MANIPULER LES DROITS DE L'HOMME
Notre Guide Linguistique d’Auto-Défense Contre l’Antisémitisme se donne pour objectif d’identifier et de faire face aux manipulations en cas de propos antisémites. Tout en nous appuyant sur des exemples réels recensés par les observateurs de Get the Trolls Out, nous mettons en lumière les subtiles technique du discours antisémite, alliant rhétorique, appel à la haine et à la discrimination envers les Juifs.
Par Anna Szilagyi
Dans le cadre de discours antisémites, il n’est pas rare que les valeurs associées aux droits de l’homme soient employées à des fins de manipulation. Les personnes cherchant à répandre des messages haineux envers les Juifs détournent systématiquement les propos des institutions et des individus œuvrant pour la défense et le respect des droits de l’homme. De cette manière, elles cherchent à donner l’impression que les Juifs portent atteinte aux libertés fondamentales des non-Juifs. Cette technique, dans laquelle les agresseurs antisémites se font passer pour les victimes, leur sert à légitimer l’antisémitisme.
Au lendemain de la Seconde Guerre Mondiale, les différents génocides – celui des Juifs, mais aussi des Roms, des personnes handicapées, homosexuelles et des prisonniers politiques – perpétrés par les nazis et leurs collaborateurs ont placé les droits de l’homme sur le devant de la scène politique mondiale. La déclaration universelle des droits de l’homme (DUDH) est adoptée en 1948 par l’Assemblée générale des Nations unies. Cependant, certains de ses principes fondateurs ont par la suite été détournés dans des discours antisémites à des fins de manipulation.
D’après les observateurs de Get the Trolls Out, les discours antisémites récents s’appuient fréquemment sur cette méthode rhétorique associant les Juifs à la violation des droits de l’homme. Les Juifs sont par exemple souvent accusés de priver les non-Juifs de leur liberté d’expression et d’opinion. Cette forme de manipulation s’inspire d’un stéréotype antisémite répandu, selon lequel les Juifs domineraient les médias et les utiliseraient à des fins de manipulation.
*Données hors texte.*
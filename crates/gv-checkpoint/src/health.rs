// health.rs — Health probes and auto-rollback.
//
// Three fixed probes: the learning state is structurally valid, at least
// one checkpoint exists, and at least three guards are enabled. One failed
// probe degrades health; two or more trigger rollback to the most recent
// checkpoint.

use serde::{Deserialize, Serialize};

use gv_learning::LearningEngine;

use crate::error::CheckpointError;
use crate::guard::GuardTable;
use crate::store::{CheckpointStore, Rollback};

/// Enabled guards below this count fail the guard probe.
const MIN_ENABLED_GUARDS: usize = 3;

/// Failed probes at or above this count trigger auto-rollback.
const ROLLBACK_FAILURE_THRESHOLD: usize = 2;

/// One probe's outcome.
#[derive(Debug, Clone, PartialEq, Eq, Serialize, Deserialize)]
pub struct HealthCheck {
    pub name: String,
    pub passed: bool,
    #[serde(default, skip_serializing_if = "Option::is_none")]
    pub message: Option<String>,
}

/// Aggregate health verdict.
#[derive(Debug, Clone, PartialEq, Eq, Serialize, Deserialize)]
pub struct HealthCheckResult {
    /// Every probe passed.
    pub healthy: bool,
    pub checks: Vec<HealthCheck>,
    /// Two or more probes failed.
    pub should_rollback: bool,
}

/// Run the three fixed health probes.
pub fn run_health_check(
    engine: &LearningEngine,
    store: &CheckpointStore,
    guards: &GuardTable,
) -> HealthCheckResult {
    let checks = vec![
        HealthCheck {
            name: "learning_state_valid".to_string(),
            passed: engine.state().is_structurally_valid(),
            message: None,
        },
        HealthCheck {
            name: "checkpoints_exist".to_string(),
            passed: !store.is_empty(),
            message: Some(format!("{} checkpoints available", store.len())),
        },
        HealthCheck {
            name: "guards_active".to_string(),
            passed: guards.enabled_count() >= MIN_ENABLED_GUARDS,
            message: Some(format!("{} guards active", guards.enabled_count())),
        },
    ];

    let failed = checks.iter().filter(|c| !c.passed).count();
    HealthCheckResult {
        healthy: failed == 0,
        should_rollback: failed >= ROLLBACK_FAILURE_THRESHOLD,
        checks,
    }
}

/// Roll back to the most recent checkpoint when health demands it.
///
/// Returns `None` when no rollback is needed. When rollback is needed but
/// no checkpoint exists, returns `Some(Err(NoCheckpoints))`.
pub fn auto_rollback_if_needed(
    store: &mut CheckpointStore,
    engine: &mut LearningEngine,
    guards: &GuardTable,
) -> Option<Result<Rollback, CheckpointError>> {
    let health = run_health_check(engine, store, guards);
    if !health.should_rollback {
        return None;
    }

    let Some(latest_id) = store.latest().map(|c| c.id) else {
        return Some(Err(CheckpointError::NoCheckpoints));
    };

    tracing::warn!("health degraded; auto-rolling back to checkpoint {latest_id}");
    Some(store.rollback(&latest_id, engine))
}
// error.rs — Error types for the checkpoint subsystem.

use thiserror::Error;
use uuid::Uuid;

/// Errors from checkpoint validation and rollback.
#[derive(Debug, Clone, PartialEq, Eq, Error)]
pub enum CheckpointError {
    /// The requested checkpoint id is not in the store.
    #[error("checkpoint '{id}' not found")]
    NotFound { id: Uuid },

    /// The checkpoint's recomputed hash no longer matches the stored one.
    #[error("checkpoint '{id}' hash mismatch - state may be corrupted")]
    Corrupted { id: Uuid },

    /// The checkpoint's learning-state blob failed to parse during
    /// rollback. The rollback marker taken beforehand is retained.
    #[error("failed to restore learning state: {reason} (rollback marker {marker_id})")]
    RestoreFailed { marker_id: Uuid, reason: String },

    /// Auto-rollback was required but the store is empty.
    #[error("no checkpoint available for auto-rollback")]
    NoCheckpoints,
}
// checkpoint.rs — Checkpoint data model and integrity hashing.
//
// A checkpoint carries the learning state as a verbatim serialized blob
// plus a SHA-256 hash over that blob. The hash is recomputed on validation;
// any drift between blob and hash means corruption.

use chrono::{DateTime, Utc};
use serde::{Deserialize, Serialize};
use sha2::{Digest, Sha256};
use uuid::Uuid;

/// Why a checkpoint was taken.
#[derive(Debug, Clone, Copy, PartialEq, Eq, Serialize, Deserialize)]
#[serde(rename_all = "SCREAMING_SNAKE_CASE")]
pub enum CheckpointType {
    /// Operator-requested snapshot.
    Manual,
    /// Taken automatically before a guarded modification.
    AutoPreModify,
    /// Taken on a periodic schedule by the host.
    AutoPeriodic,
    /// Inserted by rollback to preserve the pre-rollback state.
    RollbackMarker,
}

/// An immutable, hash-verified snapshot of the learning state.
#[derive(Debug, Clone, PartialEq, Serialize, Deserialize)]
pub struct Checkpoint {
    pub id: Uuid,
    pub created_at: DateTime<Utc>,
    pub checkpoint_type: CheckpointType,
    pub description: String,
    /// The learning state exactly as the engine exported it.
    pub learning_state: String,
    /// `sha256:<hex>` over `learning_state`.
    pub hash: String,
    /// The previously latest checkpoint, forming a linear history.
    #[serde(default, skip_serializing_if = "Option::is_none")]
    pub parent_id: Option<Uuid>,
}

impl Checkpoint {
    /// Whether the stored hash still matches the blob.
    pub fn integrity_ok(&self) -> bool {
        hash_blob(&self.learning_state) == self.hash
    }
}

/// SHA-256 over a learning-state blob, in the `sha256:<hex>` tagged form.
pub(crate) fn hash_blob(blob: &str) -> String {
    let mut hasher = Sha256::new();
    hasher.update(blob.as_bytes());
    format!("sha256:{:x}", hasher.finalize())
}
Ce stéréotype a d’ailleurs été repris dans un post récent d’un internaute francophone sur Facebook stipulant que « Dans une démocratie, l’information doit être plurielle et circuler librement. Mais en réalité, les Juifs possèdent les médias les plus importants, ce qui est, à peu de chose près, valable dans tous les domaines ». Selon l’internaute, les Juifs bafoueraient les droits de l’homme : ils nuiraient aux valeurs de la démocratie et de la liberté d’expression en France.
Le stéréotype de la domination médiatique du peuple juif apparaît régulièrement sous de nouvelles formes, ce qui montre que les stéréotypes antisémites sont encore omniprésents. Avec l’émergence d’internet, l’accusation de la domination antisémite s’est étendue au contrôle de certains services clés de la toile. En novembre 2015, on pouvait par exemple lire dans le blog français « blanche Europe » que l’encyclopédie en ligne Wikipédia « est éditée par les Juifs dans le but de promouvoir leurs intérêts communs ». Plus loin dans le blog il est question des « Juifs de Google » qui « censurent l’information ».
Les discours antisémites sont généralement accompagnés de réclamations concernant le rétablissement de la liberté d’expression, ce qui présente ceux qui les prononcent comme des victimes privées d’un droit fondamental. En faisant référence à la « liberté d’expression », ils prônent en fait la « liberté d’inciter à la haine ». Ce procédé rhétorique consiste à inverser les rôles entre les victimes et les agresseurs. Ces derniers dénoncent par ailleurs le fait que s’ils ont des propos injurieux ou s’ils nient l’existence ou minimisent l’impact de la Shoah, ils seront immédiatement qualifiés de racistes ou d’antisémites.
A la suite des propos tenus dans le poste Facebook francophone mentionné plus haut, se trouvait la fausse accusation suivante : « Selon la vision du monde du peuple juif, le goy (goyim au pluriel) est une personne qui n’est pas juive. On la considère comme une bête. Si l’on en croit le Talmud lui-même, le texte sacré le plus influent du judaïsme, même un chien est plus important que le goy. Sa seule vocation est de servir son maître juif sans jamais se plaindre. Sinon, il est considéré comme un « raciste », un « antisémite », et les Juifs mettront tout en œuvre pour lui en faire subir les conséquences ».
Dans les discours antisémites, les agresseurs font mauvais usage de la liberté d’expression et d’opinion au profit de la discrimination et des injures. Ne vous laissez pas tromper par les apparences.